*** Opening THE INPUT ***

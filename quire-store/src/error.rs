//! Error types for the resource store.

use quire_model::ModelError;
use quire_types::{EntityKey, MutationId};
use thiserror::Error;

use crate::query::QueryKey;
use crate::transport::TransportError;

/// Result type for store operations.
pub type StoreResult<T> = Result<T, StoreError>;

/// Errors returned synchronously by store operations.
#[derive(Debug, Clone, Error)]
pub enum StoreError {
    /// The session is absent or past its expiry; nothing was issued.
    #[error("session expired")]
    SessionExpired,

    /// An optimistic mutation had no valid inverse; nothing was applied.
    #[error("cannot compute inverse for {key}: {reason}")]
    InverseComputation { key: EntityKey, reason: InverseError },

    /// A read failed.
    #[error(transparent)]
    Fetch(#[from] FetchError),

    /// Channel closed before a result was delivered.
    #[error("channel closed")]
    ChannelClosed,
}

/// Why an inverse patch could not be established.
#[derive(Debug, Clone, PartialEq, Eq, Error)]
pub enum InverseError {
    #[error("patch is empty")]
    EmptyPatch,

    #[error("entity is not cached")]
    NotCached,

    #[error("inverse does not cover fields: {}", .0.join(", "))]
    Incomplete(Vec<String>),

    #[error(transparent)]
    Model(#[from] ModelError),
}

/// What made a fetch fail.
#[derive(Debug, Clone, PartialEq, Eq, Error)]
pub enum FetchCause {
    #[error(transparent)]
    Transport(#[from] TransportError),

    #[error(transparent)]
    Shape(#[from] ModelError),

    #[error("response is not a list")]
    NotAList,
}

/// A failed read. The cache is left untouched.
#[derive(Debug, Clone, PartialEq, Eq, Error)]
#[error("fetch of {key} failed: {cause}")]
pub struct FetchError {
    pub key: QueryKey,
    pub cause: FetchCause,
}

impl FetchError {
    pub fn new(key: QueryKey, cause: impl Into<FetchCause>) -> Self {
        Self {
            key,
            cause: cause.into(),
        }
    }
}

/// A failed write. The optimistic patch has been rolled back.
#[derive(Debug, Clone, PartialEq, Eq, Error)]
#[error("mutation {id} on {key} failed: {cause}")]
pub struct MutationFailed {
    pub id: MutationId,
    pub key: EntityKey,
    pub cause: TransportError,
}
//! Local search over cached collections.
//!
//! Filtering never touches the network. A [`SearchResults`] holds a
//! snapshot of the collection's cached members; iterating it is lazy and can
//! be restarted any number of times with the same outcome.

use chrono::{DateTime, FixedOffset};
use quire_types::CollectionKey;
use serde_json::Value;
use std::cmp::Reverse;
use std::sync::Arc;
use std::time::Duration;
use tokio::sync::watch;
use tokio::task::JoinHandle;
use tracing::debug;

use crate::cache::{CacheEntry, EntityCache};
use crate::config::SchemaRegistry;

/// Category value that disables category filtering.
pub const ALL_CATEGORIES: &str = "All";

/// Ordering for [`SearchResults::sorted`].
#[derive(Debug, Clone, Copy, PartialEq, Eq)]
pub enum SortOrder {
    /// Most recent `createdAt` first.
    Newest,
    /// Highest `viewCount` first.
    MostViewed,
}

/// Filtered view over a snapshot of a cached collection.
#[derive(Debug, Clone)]
pub struct SearchResults {
    collection: CollectionKey,
    query: String,
    needle: String,
    category: Option<String>,
    entries: Arc<Vec<CacheEntry>>,
    schemas: Arc<SchemaRegistry>,
}

impl SearchResults {
    pub fn collection(&self) -> &CollectionKey {
        &self.collection
    }

    /// The text as typed.
    pub fn query(&self) -> &str {
        &self.query
    }

    /// Matching entries, in collection order.
    pub fn iter(&self) -> impl Iterator<Item = &CacheEntry> + '_ {
        self.entries.iter().filter(move |entry| self.matches(entry))
    }

    pub fn len(&self) -> usize {
        self.iter().count()
    }

    pub fn is_empty(&self) -> bool {
        self.iter().next().is_none()
    }

    /// Restricts results to entries whose `categories` contain `category`.
    /// [`ALL_CATEGORIES`] removes the restriction.
    #[must_use]
    pub fn in_category(mut self, category: impl Into<String>) -> Self {
        let category = category.into();
        self.category = (category != ALL_CATEGORIES).then_some(category);
        self
    }

    /// Matching entries, ordered by `order`. Entries without the sort field
    /// go last; ties keep collection order.
    pub fn sorted(&self, order: SortOrder) -> Vec<CacheEntry> {
        let mut out: Vec<CacheEntry> = self.iter().cloned().collect();
        match order {
            SortOrder::Newest => out.sort_by_key(|e| Reverse(created_at(&e.value))),
            SortOrder::MostViewed => {
                out.sort_by_key(|e| Reverse(e.value.get("viewCount").and_then(Value::as_u64)))
            }
        }
        out
    }

    fn matches(&self, entry: &CacheEntry) -> bool {
        let schema = self.schemas.get(entry.key.resource());
        if !schema.matches(&entry.value, &self.needle) {
            return false;
        }
        match &self.category {
            None => true,
            Some(category) => entry
                .value
                .get("categories")
                .and_then(Value::as_array)
                .is_some_and(|cats| cats.iter().any(|c| c.as_str() == Some(category.as_str()))),
        }
    }
}

fn created_at(value: &Value) -> Option<DateTime<FixedOffset>> {
    value
        .get("createdAt")
        .and_then(Value::as_str)
        .and_then(|s| DateTime::parse_from_rfc3339(s).ok())
}

/// Builds [`SearchResults`] from the cache.
#[derive(Debug, Clone)]
pub struct SearchFilter {
    cache: EntityCache,
    schemas: Arc<SchemaRegistry>,
}

impl SearchFilter {
    pub fn new(cache: EntityCache) -> Self {
        let schemas = Arc::new(cache.schemas().clone());
        Self { cache, schemas }
    }

    /// Case-insensitive substring search over the searchable fields of the
    /// collection's cached members. An empty `text` matches everything.
    pub fn filter(&self, collection: &CollectionKey, text: &str) -> SearchResults {
        SearchResults {
            collection: collection.clone(),
            query: text.to_string(),
            needle: text.to_lowercase(),
            category: None,
            entries: Arc::new(self.cache.collection_entries(collection)),
            schemas: Arc::clone(&self.schemas),
        }
    }

    /// A keystroke debouncer publishing results for `collection`.
    pub fn debounced(&self, collection: CollectionKey, delay: Duration) -> DebouncedSearch {
        DebouncedSearch::new(self.clone(), collection, delay)
    }
}

/// Runs a search only once input has been quiet for the debounce delay.
///
/// Each [`input`](Self::input) cancels the pending timer. Results are
/// published on a watch channel. Must be used within a Tokio runtime.
#[derive(Debug)]
pub struct DebouncedSearch {
    filter: SearchFilter,
    collection: CollectionKey,
    delay: Duration,
    tx: Arc<watch::Sender<Option<SearchResults>>>,
    timer: Option<JoinHandle<()>>,
}

impl DebouncedSearch {
    pub fn new(filter: SearchFilter, collection: CollectionKey, delay: Duration) -> Self {
        let (tx, _) = watch::channel(None);
        Self {
            filter,
            collection,
            delay,
            tx: Arc::new(tx),
            timer: None,
        }
    }

    /// Receives every published result set.
    pub fn subscribe(&self) -> watch::Receiver<Option<SearchResults>> {
        self.tx.subscribe()
    }

    /// The last published results.
    pub fn latest(&self) -> Option<SearchResults> {
        self.tx.borrow().clone()
    }

    pub fn input(&mut self, text: impl Into<String>) {
        self.cancel();
        let text = text.into();
        let filter = self.filter.clone();
        let collection = self.collection.clone();
        let tx = Arc::clone(&self.tx);
        let delay = self.delay;
        self.timer = Some(tokio::spawn(async move {
            tokio::time::sleep(delay).await;
            let results = filter.filter(&collection, &text);
            debug!(collection = %collection, query = %text, "Publishing debounced search");
            tx.send_replace(Some(results));
        }));
    }

    /// Drops the pending timer, if any.
    pub fn cancel(&mut self) {
        if let Some(timer) = self.timer.take() {
            timer.abort();
        }
    }
}

impl Drop for DebouncedSearch {
    fn drop(&mut self) {
        self.cancel();
    }
}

*** Closing THE INPUT ***

*WORK REQUIRED*. Go through the data and copy each line exactly as it reads.

*WORKED SOLUTION*.
filename quire-store/src/error.rs
//! Error types for the resource store.

use quire_model::ModelError;
use quire_types::{EntityKey, MutationId};
use thiserror::Error;

use crate::query::QueryKey;
use crate::transport::TransportError;

/// Result type for store operations.
pub type StoreResult<T> = Result<T, StoreError>;

/// Errors returned synchronously by store operations.
#[derive(Debug, Clone, Error)]
pub enum StoreError {
    /// The session is absent or past its expiry; nothing was issued.
    #[error("session expired")]
    SessionExpired,

    /// An optimistic mutation had no valid inverse; nothing was applied.
    #[error("cannot compute inverse for {key}: {reason}")]
    InverseComputation { key: EntityKey, reason: InverseError },

    /// A read failed.
    #[error(transparent)]
    Fetch(#[from] FetchError),

    /// Channel closed before a result was delivered.
    #[error("channel closed")]
    ChannelClosed,
}

/// Why an inverse patch could not be established.
#[derive(Debug, Clone, PartialEq, Eq, Error)]
pub enum InverseError {
    #[error("patch is empty")]
    EmptyPatch,

    #[error("entity is not cached")]
    NotCached,

    #[error("inverse does not cover fields: {}", .0.join(", "))]
    Incomplete(Vec<String>),

    #[error(transparent)]
    Model(#[from] ModelError),
}

/// What made a fetch fail.
#[derive(Debug, Clone, PartialEq, Eq, Error)]
pub enum FetchCause {
    #[error(transparent)]
    Transport(#[from] TransportError),

    #[error(transparent)]
    Shape(#[from] ModelError),

    #[error("response is not a list")]
    NotAList,
}

/// A failed read. The cache is left untouched.
#[derive(Debug, Clone, PartialEq, Eq, Error)]
#[error("fetch of {key} failed: {cause}")]
pub struct FetchError {
    pub key: QueryKey,
    pub cause: FetchCause,
}

impl FetchError {
    pub fn new(key: QueryKey, cause: impl Into<FetchCause>) -> Self {
        Self {
            key,
            cause: cause.into(),
        }
    }
}

/// A failed write. The optimistic patch has been rolled back.
#[derive(Debug, Clone, PartialEq, Eq, Error)]
#[error("mutation {id} on {key} failed: {cause}")]
pub struct MutationFailed {
    pub id: MutationId,
    pub key: EntityKey,
    pub cause: TransportError,
}
//! Local search over cached collections.
//!
//! Filtering never touches the network. A [`SearchResults`] holds a
//! snapshot of the collection's cached members; iterating it is lazy and can
//! be restarted any number of times with the same outcome.

use chrono::{DateTime, FixedOffset};
use quire_types::CollectionKey;
use serde_json::Value;
use std::cmp::Reverse;
use std::sync::Arc;
use std::time::Duration;
use tokio::sync::watch;
use tokio::task::JoinHandle;
use tracing::debug;

use crate::cache::{CacheEntry, EntityCache};
use crate::config::SchemaRegistry;

/// Category value that disables category filtering.
pub const ALL_CATEGORIES: &str = "All";

/// Ordering for [`SearchResults::sorted`].
#[derive(Debug, Clone, Copy, PartialEq, Eq)]
pub enum SortOrder {
    /// Most recent `createdAt` first.
    Newest,
    /// Highest `viewCount` first.
    MostViewed,
}

/// Filtered view over a snapshot of a cached collection.
#[derive(Debug, Clone)]
pub struct SearchResults {
    collection: CollectionKey,
    query: String,
    needle: String,
    category: Option<String>,
    entries: Arc<Vec<CacheEntry>>,
    schemas: Arc<SchemaRegistry>,
}

impl SearchResults {
    pub fn collection(&self) -> &CollectionKey {
        &self.collection
    }

    /// The text as typed.
    pub fn query(&self) -> &str {
        &self.query
    }

    /// Matching entries, in collection order.
    pub fn iter(&self) -> impl Iterator<Item = &CacheEntry> + '_ {
        self.entries.iter().filter(move |entry| self.matches(entry))
    }

    pub fn len(&self) -> usize {
        self.iter().count()
    }

    pub fn is_empty(&self) -> bool {
        self.iter().next().is_none()
    }

    /// Restricts results to entries whose `categories` contain `category`.
    /// [`ALL_CATEGORIES`] removes the restriction.
    #[must_use]
    pub fn in_category(mut self, category: impl Into<String>) -> Self {
        let category = category.into();
        self.category = (category != ALL_CATEGORIES).then_some(category);
        self
    }

    /// Matching entries, ordered by `order`. Entries without the sort field
    /// go last; ties keep collection order.
    pub fn sorted(&self, order: SortOrder) -> Vec<CacheEntry> {
        let mut out: Vec<CacheEntry> = self.iter().cloned().collect();
        match order {
            SortOrder::Newest => out.sort_by_key(|e| Reverse(created_at(&e.value))),
            SortOrder::MostViewed => {
                out.sort_by_key(|e| Reverse(e.value.get("viewCount").and_then(Value::as_u64)))
            }
        }
        out
    }

    fn matches(&self, entry: &CacheEntry) -> bool {
        let schema = self.schemas.get(entry.key.resource());
        if !schema.matches(&entry.value, &self.needle) {
            return false;
        }
        match &self.category {
            None => true,
            Some(category) => entry
                .value
                .get("categories")
                .and_then(Value::as_array)
                .is_some_and(|cats| cats.iter().any(|c| c.as_str() == Some(category.as_str()))),
        }
    }
}

fn created_at(value: &Value) -> Option<DateTime<FixedOffset>> {
    value
        .get("createdAt")
        .and_then(Value::as_str)
        .and_then(|s| DateTime::parse_from_rfc3339(s).ok())
}

/// Builds [`SearchResults`] from the cache.
#[derive(Debug, Clone)]
pub struct SearchFilter {
    cache: EntityCache,
    schemas: Arc<SchemaRegistry>,
}

impl SearchFilter {
    pub fn new(cache: EntityCache) -> Self {
        let schemas = Arc::new(cache.schemas().clone());
        Self { cache, schemas }
    }

    /// Case-insensitive substring search over the searchable fields of the
    /// collection's cached members. An empty `text` matches everything.
    pub fn filter(&self, collection: &CollectionKey, text: &str) -> SearchResults {
        SearchResults {
            collection: collection.clone(),
            query: text.to_string(),
            needle: text.to_lowercase(),
            category: None,
            entries: Arc::new(self.cache.collection_entries(collection)),
            schemas: Arc::clone(&self.schemas),
        }
    }

    /// A keystroke debouncer publishing results for `collection`.
    pub fn debounced(&self, collection: CollectionKey, delay: Duration) -> DebouncedSearch {
        DebouncedSearch::new(self.clone(), collection, delay)
    }
}

/// Runs a search only once input has been quiet for the debounce delay.
///
/// Each [`input`](Self::input) cancels the pending timer. Results are
/// published on a watch channel. Must be used within a Tokio runtime.
#[derive(Debug)]
pub struct DebouncedSearch {
    filter: SearchFilter,
    collection: CollectionKey,
    delay: Duration,
    tx: Arc<watch::Sender<Option<SearchResults>>>,
    timer: Option<JoinHandle<()>>,
}

impl DebouncedSearch {
    pub fn new(filter: SearchFilter, collection: CollectionKey, delay: Duration) -> Self {
        let (tx, _) = watch::channel(None);
        Self {
            filter,
            collection,
            delay,
            tx: Arc::new(tx),
            timer: None,
        }
    }

    /// Receives every published result set.
    pub fn subscribe(&self) -> watch::Receiver<Option<SearchResults>> {
        self.tx.subscribe()
    }

    /// The last published results.
    pub fn latest(&self) -> Option<SearchResults> {
        self.tx.borrow().clone()
    }

    pub fn input(&mut self, text: impl Into<String>) {
        self.cancel();
        let text = text.into();
        let filter = self.filter.clone();
        let collection = self.collection.clone();
        let tx = Arc::clone(&self.tx);
        let delay = self.delay;
        self.timer = Some(tokio::spawn(async move {
            tokio::time::sleep(delay).await;
            let results = filter.filter(&collection, &text);
            debug!(collection = %collection, query = %text, "Publishing debounced search");
            tx.send_replace(Some(results));
        }));
    }

    /// Drops the pending timer, if any.
    pub fn cancel(&mut self) {
        if let Some(timer) = self.timer.take() {
            timer.abort();
        }
    }
}

impl Drop for DebouncedSearch {
    fn drop(&mut self) {
        self.cancel();
    }
}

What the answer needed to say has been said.